§ **Dataset entries**
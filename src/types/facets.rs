//! Classification facets attached to an [`Error`](crate::Error).
//!
//! - [`Op`] names the logical operation an error originated in.
//! - [`ErrorKind`] is a bit set of coarse, orthogonal classes; several may apply.
//! - [`ErrorCode`] is a single fine-grained category; exactly one applies.
//!
//! # Examples
//!
//! ```
//! use error_trail::{ErrorCode, ErrorKind, Op};
//!
//! const OP: Op = Op::new("db.findUser");
//!
//! let kind = ErrorKind::SERVER | ErrorKind::TRANSIENT;
//! assert!(kind.contains(ErrorKind::TRANSIENT));
//! assert!(!kind.intersects(ErrorKind::CLIENT));
//! assert_eq!(kind.to_string(), "server|transient");
//!
//! assert_eq!(ErrorCode::default(), ErrorCode::UNEXPECTED);
//! assert_eq!(ErrorCode::NOT_FOUND.to_string(), "not_found");
//! assert_eq!(OP.as_str(), "db.findUser");
//! ```

use std::borrow::Cow;
use std::fmt;
use std::ops::{BitAnd, BitOr, BitOrAssign};

#[cfg(feature = "serde")]
use serde::{Deserialize, Serialize};

/// Operation during which an error occurred.
#[cfg_attr(feature = "serde", derive(Serialize, Deserialize))]
#[cfg_attr(feature = "serde", serde(transparent))]
#[derive(Debug, Clone, PartialEq, Eq, Hash, PartialOrd, Ord, Default)]
pub struct Op(Cow<'static, str>);

impl Op {
    /// Creates a label from a static string, usable in `const` items.
    #[inline]
    pub const fn new(label: &'static str) -> Self {
        Self(Cow::Borrowed(label))
    }

    #[inline]
    pub fn as_str(&self) -> &str {
        &self.0
    }

    #[inline]
    pub fn is_empty(&self) -> bool {
        self.0.is_empty()
    }
}

impl From<&'static str> for Op {
    #[inline]
    fn from(label: &'static str) -> Self {
        Self::new(label)
    }
}

impl From<String> for Op {
    #[inline]
    fn from(label: String) -> Self {
        Self(Cow::Owned(label))
    }
}

impl AsRef<str> for Op {
    fn as_ref(&self) -> &str {
        self.as_str()
    }
}

impl PartialEq<str> for Op {
    fn eq(&self, other: &str) -> bool {
        self.as_str() == other
    }
}

impl PartialEq<&str> for Op {
    fn eq(&self, other: &&str) -> bool {
        self.as_str() == *other
    }
}

impl fmt::Display for Op {
    fn fmt(&self, f: &mut fmt::Formatter<'_>) -> fmt::Result {
        f.write_str(&self.0)
    }
}

/// Bit set of coarse error classes.
///
/// The zero value means "unclassified". Flags combine with `|`, and an error
/// may carry several at once (for example both [`SERVER`](Self::SERVER) and
/// [`TRANSIENT`](Self::TRANSIENT)). Applications may define additional flags
/// with [`from_bits`](Self::from_bits), preferably above the predefined bits.
#[cfg_attr(feature = "serde", derive(Serialize, Deserialize))]
#[cfg_attr(feature = "serde", serde(transparent))]
#[derive(Debug, Clone, Copy, PartialEq, Eq, Hash, Default)]
pub struct ErrorKind(u32);

const KIND_NAMES: [(ErrorKind, &str); 3] = [
    (ErrorKind::CLIENT, "client"),
    (ErrorKind::SERVER, "server"),
    (ErrorKind::TRANSIENT, "transient"),
];

impl ErrorKind {
    /// Caused by the client; its message may be shown to the client.
    pub const CLIENT: Self = Self(1 << 0);
    /// Caused by the server side.
    pub const SERVER: Self = Self(1 << 1);
    /// Temporary condition that may go away by itself.
    pub const TRANSIENT: Self = Self(1 << 2);

    #[inline]
    pub const fn empty() -> Self {
        Self(0)
    }

    #[inline]
    pub const fn from_bits(bits: u32) -> Self {
        Self(bits)
    }

    #[inline]
    pub const fn bits(self) -> u32 {
        self.0
    }

    #[inline]
    pub const fn is_empty(self) -> bool {
        self.0 == 0
    }

    /// Returns `true` if at least one flag of `other` is set in `self`.
    #[inline]
    pub const fn intersects(self, other: Self) -> bool {
        self.0 & other.0 != 0
    }

    /// Returns `true` if every flag of `other` is set in `self`.
    #[inline]
    pub const fn contains(self, other: Self) -> bool {
        self.0 & other.0 == other.0
    }
}

impl BitOr for ErrorKind {
    type Output = Self;

    #[inline]
    fn bitor(self, rhs: Self) -> Self {
        Self(self.0 | rhs.0)
    }
}

impl BitOrAssign for ErrorKind {
    #[inline]
    fn bitor_assign(&mut self, rhs: Self) {
        self.0 |= rhs.0;
    }
}

impl BitAnd for ErrorKind {
    type Output = Self;

    #[inline]
    fn bitand(self, rhs: Self) -> Self {
        Self(self.0 & rhs.0)
    }
}

impl fmt::Display for ErrorKind {
    fn fmt(&self, f: &mut fmt::Formatter<'_>) -> fmt::Result {
        if self.is_empty() {
            return f.write_str("unclassified");
        }
        let mut rest = self.0;
        let mut first = true;
        for (flag, name) in KIND_NAMES {
            if self.contains(flag) {
                if !first {
                    f.write_str("|")?;
                }
                f.write_str(name)?;
                rest &= !flag.0;
                first = false;
            }
        }
        if rest != 0 {
            if !first {
                f.write_str("|")?;
            }
            write!(f, "{:#x}", rest)?;
        }
        Ok(())
    }
}

/// Fine-grained error category.
///
/// Codes are mutually exclusive. The zero value is [`UNEXPECTED`](Self::UNEXPECTED),
/// which doubles as "not set". The predefined codes cover common cases;
/// applications are expected to define codes relevant to their own domain.
#[cfg_attr(feature = "serde", derive(Serialize, Deserialize))]
#[cfg_attr(feature = "serde", serde(transparent))]
#[derive(Debug, Clone, Copy, PartialEq, Eq, Hash, PartialOrd, Ord, Default)]
pub struct ErrorCode(u32);

impl ErrorCode {
    pub const UNEXPECTED: Self = Self(0);
    pub const INVALID: Self = Self(1);
    pub const IO: Self = Self(2);
    pub const DEADLOCK: Self = Self(3);
    pub const PERMISSION: Self = Self(4);
    pub const ALREADY_EXISTS: Self = Self(5);
    pub const NOT_FOUND: Self = Self(6);

    #[inline]
    pub const fn new(code: u32) -> Self {
        Self(code)
    }

    #[inline]
    pub const fn value(self) -> u32 {
        self.0
    }

    /// Returns `true` for the zero value, which is also "not set".
    #[inline]
    pub const fn is_unexpected(self) -> bool {
        self.0 == 0
    }

    /// Name of a predefined code.
    pub const fn name(self) -> Option<&'static str> {
        match self.0 {
            0 => Some("unexpected"),
            1 => Some("invalid"),
            2 => Some("io"),
            3 => Some("deadlock"),
            4 => Some("permission"),
            5 => Some("already_exists"),
            6 => Some("not_found"),
            _ => None,
        }
    }
}

impl fmt::Display for ErrorCode {
    fn fmt(&self, f: &mut fmt::Formatter<'_>) -> fmt::Result {
        match self.name() {
            Some(name) => f.write_str(name),
            None => write!(f, "code({})", self.0),
        }
    }
}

§ **Problem requirements**
Exactly as they stand in the records above, print the lines from the one containing "pub const DEADLOCK: Self = Self(3);" through the final line, inclusive.

§ **Result**
    pub const DEADLOCK: Self = Self(3);
    pub const PERMISSION: Self = Self(4);
    pub const ALREADY_EXISTS: Self = Self(5);
    pub const NOT_FOUND: Self = Self(6);

    #[inline]
    pub const fn new(code: u32) -> Self {
        Self(code)
    }

    #[inline]
    pub const fn value(self) -> u32 {
        self.0
    }

    /// Returns `true` for the zero value, which is also "not set".
    #[inline]
    pub const fn is_unexpected(self) -> bool {
        self.0 == 0
    }

    /// Name of a predefined code.
    pub const fn name(self) -> Option<&'static str> {
        match self.0 {
            0 => Some("unexpected"),
            1 => Some("invalid"),
            2 => Some("io"),
            3 => Some("deadlock"),
            4 => Some("permission"),
            5 => Some("already_exists"),
            6 => Some("not_found"),
            _ => None,
        }
    }
}

impl fmt::Display for ErrorCode {
    fn fmt(&self, f: &mut fmt::Formatter<'_>) -> fmt::Result {
        match self.name() {
            Some(name) => f.write_str(name),
            None => write!(f, "code({})", self.0),
        }
    }
}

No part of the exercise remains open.